▶ _Task statement_: Lines where the string "NewPublicInvoice" appears are to be copied from the entries below.

Records excerpted from a collection:
►
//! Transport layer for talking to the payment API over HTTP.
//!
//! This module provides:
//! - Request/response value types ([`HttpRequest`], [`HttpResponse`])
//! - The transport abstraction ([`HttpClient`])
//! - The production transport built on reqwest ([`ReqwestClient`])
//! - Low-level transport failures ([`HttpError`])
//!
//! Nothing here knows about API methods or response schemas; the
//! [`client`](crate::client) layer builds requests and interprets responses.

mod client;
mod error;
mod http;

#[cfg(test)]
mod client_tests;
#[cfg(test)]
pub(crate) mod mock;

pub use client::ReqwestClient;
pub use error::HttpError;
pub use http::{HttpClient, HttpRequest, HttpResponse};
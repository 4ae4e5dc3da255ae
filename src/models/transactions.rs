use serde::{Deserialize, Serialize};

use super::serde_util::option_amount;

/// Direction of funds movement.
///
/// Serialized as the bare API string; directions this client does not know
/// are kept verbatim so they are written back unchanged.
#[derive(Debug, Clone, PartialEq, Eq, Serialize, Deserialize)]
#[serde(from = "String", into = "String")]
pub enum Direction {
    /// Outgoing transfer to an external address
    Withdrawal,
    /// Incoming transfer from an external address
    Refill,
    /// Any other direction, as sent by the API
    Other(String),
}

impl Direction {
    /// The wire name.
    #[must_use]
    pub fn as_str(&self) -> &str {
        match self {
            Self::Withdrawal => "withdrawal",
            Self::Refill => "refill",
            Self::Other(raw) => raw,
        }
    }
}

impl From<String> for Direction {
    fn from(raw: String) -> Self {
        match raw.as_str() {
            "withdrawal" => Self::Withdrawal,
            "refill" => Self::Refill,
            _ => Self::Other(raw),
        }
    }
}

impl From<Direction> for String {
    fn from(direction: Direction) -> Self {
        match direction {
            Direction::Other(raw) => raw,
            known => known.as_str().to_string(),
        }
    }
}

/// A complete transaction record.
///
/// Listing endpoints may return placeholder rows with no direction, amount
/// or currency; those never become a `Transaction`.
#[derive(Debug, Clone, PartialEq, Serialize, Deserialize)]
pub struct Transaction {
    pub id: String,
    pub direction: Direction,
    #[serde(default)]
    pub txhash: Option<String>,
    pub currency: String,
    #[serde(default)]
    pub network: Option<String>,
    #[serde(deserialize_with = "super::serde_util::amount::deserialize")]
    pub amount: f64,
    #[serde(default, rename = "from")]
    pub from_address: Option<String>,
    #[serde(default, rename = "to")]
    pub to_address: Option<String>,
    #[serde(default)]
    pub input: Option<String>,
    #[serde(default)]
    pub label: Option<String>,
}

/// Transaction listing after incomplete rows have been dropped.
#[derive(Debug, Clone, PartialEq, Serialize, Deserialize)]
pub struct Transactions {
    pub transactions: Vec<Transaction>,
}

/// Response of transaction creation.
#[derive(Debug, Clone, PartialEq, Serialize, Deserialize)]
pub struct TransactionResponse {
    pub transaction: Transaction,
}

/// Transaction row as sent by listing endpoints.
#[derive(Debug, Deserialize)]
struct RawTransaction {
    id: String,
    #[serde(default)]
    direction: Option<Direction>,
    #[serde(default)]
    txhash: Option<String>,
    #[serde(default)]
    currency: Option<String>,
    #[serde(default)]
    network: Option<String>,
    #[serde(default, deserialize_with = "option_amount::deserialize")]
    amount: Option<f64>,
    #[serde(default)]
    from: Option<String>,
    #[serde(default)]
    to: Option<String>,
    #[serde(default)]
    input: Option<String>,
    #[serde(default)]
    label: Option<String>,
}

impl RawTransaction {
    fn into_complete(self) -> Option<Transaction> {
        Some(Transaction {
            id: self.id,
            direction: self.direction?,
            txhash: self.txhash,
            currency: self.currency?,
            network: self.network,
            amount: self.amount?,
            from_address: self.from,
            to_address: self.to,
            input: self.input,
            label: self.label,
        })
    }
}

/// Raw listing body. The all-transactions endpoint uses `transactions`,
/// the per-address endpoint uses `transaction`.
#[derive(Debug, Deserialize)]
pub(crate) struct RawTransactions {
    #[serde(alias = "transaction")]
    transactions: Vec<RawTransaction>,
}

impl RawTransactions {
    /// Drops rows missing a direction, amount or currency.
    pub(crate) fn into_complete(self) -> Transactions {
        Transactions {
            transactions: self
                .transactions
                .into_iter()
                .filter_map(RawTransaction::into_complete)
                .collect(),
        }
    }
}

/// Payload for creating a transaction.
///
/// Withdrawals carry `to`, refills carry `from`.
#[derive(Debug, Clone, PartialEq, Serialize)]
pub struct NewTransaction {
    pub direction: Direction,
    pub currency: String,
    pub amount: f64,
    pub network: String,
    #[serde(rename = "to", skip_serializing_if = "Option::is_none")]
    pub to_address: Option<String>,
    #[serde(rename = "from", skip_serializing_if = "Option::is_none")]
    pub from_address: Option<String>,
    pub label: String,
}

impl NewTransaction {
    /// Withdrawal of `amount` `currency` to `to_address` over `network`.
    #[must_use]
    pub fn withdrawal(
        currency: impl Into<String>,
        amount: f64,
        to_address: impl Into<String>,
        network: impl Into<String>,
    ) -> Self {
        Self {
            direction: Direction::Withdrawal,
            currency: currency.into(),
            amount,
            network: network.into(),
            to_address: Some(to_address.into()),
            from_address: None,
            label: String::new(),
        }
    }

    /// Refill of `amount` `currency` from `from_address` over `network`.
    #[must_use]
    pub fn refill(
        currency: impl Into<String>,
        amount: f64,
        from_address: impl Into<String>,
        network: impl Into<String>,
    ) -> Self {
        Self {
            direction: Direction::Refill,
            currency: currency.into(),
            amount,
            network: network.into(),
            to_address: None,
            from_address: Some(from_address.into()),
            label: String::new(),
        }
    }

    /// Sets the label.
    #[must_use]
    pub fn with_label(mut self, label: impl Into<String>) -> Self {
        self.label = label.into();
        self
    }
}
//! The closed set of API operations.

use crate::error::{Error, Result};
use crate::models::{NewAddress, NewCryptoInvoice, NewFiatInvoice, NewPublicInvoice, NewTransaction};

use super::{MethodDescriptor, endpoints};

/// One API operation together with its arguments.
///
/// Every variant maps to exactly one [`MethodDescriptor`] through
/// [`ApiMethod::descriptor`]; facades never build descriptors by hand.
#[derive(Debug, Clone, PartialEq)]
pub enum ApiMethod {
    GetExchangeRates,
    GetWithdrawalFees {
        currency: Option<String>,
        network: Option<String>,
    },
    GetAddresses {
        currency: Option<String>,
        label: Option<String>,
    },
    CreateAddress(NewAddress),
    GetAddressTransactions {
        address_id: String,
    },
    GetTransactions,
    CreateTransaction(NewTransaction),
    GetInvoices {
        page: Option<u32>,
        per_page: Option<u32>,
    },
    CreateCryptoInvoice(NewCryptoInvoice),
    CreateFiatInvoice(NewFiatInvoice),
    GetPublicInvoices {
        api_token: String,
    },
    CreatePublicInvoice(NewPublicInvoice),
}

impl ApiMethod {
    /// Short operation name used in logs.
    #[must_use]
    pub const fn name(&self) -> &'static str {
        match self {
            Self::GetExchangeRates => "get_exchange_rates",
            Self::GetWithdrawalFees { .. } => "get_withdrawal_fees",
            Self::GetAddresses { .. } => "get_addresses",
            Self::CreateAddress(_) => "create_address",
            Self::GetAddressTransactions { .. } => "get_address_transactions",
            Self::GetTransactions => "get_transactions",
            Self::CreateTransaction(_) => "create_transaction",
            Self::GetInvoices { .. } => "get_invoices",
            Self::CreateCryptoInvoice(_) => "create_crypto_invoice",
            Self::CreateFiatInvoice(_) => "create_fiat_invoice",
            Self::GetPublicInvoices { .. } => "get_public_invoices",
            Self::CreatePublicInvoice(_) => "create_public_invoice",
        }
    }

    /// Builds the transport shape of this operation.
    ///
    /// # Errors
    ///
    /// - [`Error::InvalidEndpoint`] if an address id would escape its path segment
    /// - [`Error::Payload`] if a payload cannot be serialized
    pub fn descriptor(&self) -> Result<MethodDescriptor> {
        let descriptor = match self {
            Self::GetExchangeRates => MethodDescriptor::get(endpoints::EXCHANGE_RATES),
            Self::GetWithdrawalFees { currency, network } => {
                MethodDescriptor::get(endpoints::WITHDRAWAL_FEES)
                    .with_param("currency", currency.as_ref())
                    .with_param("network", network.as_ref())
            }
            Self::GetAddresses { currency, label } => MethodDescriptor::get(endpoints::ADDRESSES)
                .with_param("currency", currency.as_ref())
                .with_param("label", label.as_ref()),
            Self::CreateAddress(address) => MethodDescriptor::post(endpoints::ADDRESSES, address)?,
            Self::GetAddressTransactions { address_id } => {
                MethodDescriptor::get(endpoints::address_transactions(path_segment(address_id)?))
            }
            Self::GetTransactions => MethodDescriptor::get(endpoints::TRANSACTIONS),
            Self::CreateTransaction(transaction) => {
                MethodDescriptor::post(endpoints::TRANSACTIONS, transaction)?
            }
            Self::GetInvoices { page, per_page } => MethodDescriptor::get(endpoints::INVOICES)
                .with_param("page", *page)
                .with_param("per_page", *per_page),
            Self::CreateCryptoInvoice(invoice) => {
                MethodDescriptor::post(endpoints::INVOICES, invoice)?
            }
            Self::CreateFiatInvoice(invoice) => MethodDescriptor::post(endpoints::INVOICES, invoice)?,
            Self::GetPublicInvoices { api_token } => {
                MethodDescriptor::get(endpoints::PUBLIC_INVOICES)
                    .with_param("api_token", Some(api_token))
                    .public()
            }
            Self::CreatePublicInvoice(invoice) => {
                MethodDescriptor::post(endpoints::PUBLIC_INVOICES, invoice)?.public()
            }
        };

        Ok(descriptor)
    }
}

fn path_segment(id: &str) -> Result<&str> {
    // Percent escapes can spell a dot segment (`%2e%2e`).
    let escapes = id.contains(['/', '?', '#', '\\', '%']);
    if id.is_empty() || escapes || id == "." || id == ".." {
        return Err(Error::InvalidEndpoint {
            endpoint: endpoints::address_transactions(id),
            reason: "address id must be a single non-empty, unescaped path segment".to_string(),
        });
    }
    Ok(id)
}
◄
▶ _The answer_:
use crate::models::{NewAddress, NewCryptoInvoice, NewFiatInvoice, NewPublicInvoice, NewTransaction};
    CreatePublicInvoice(NewPublicInvoice),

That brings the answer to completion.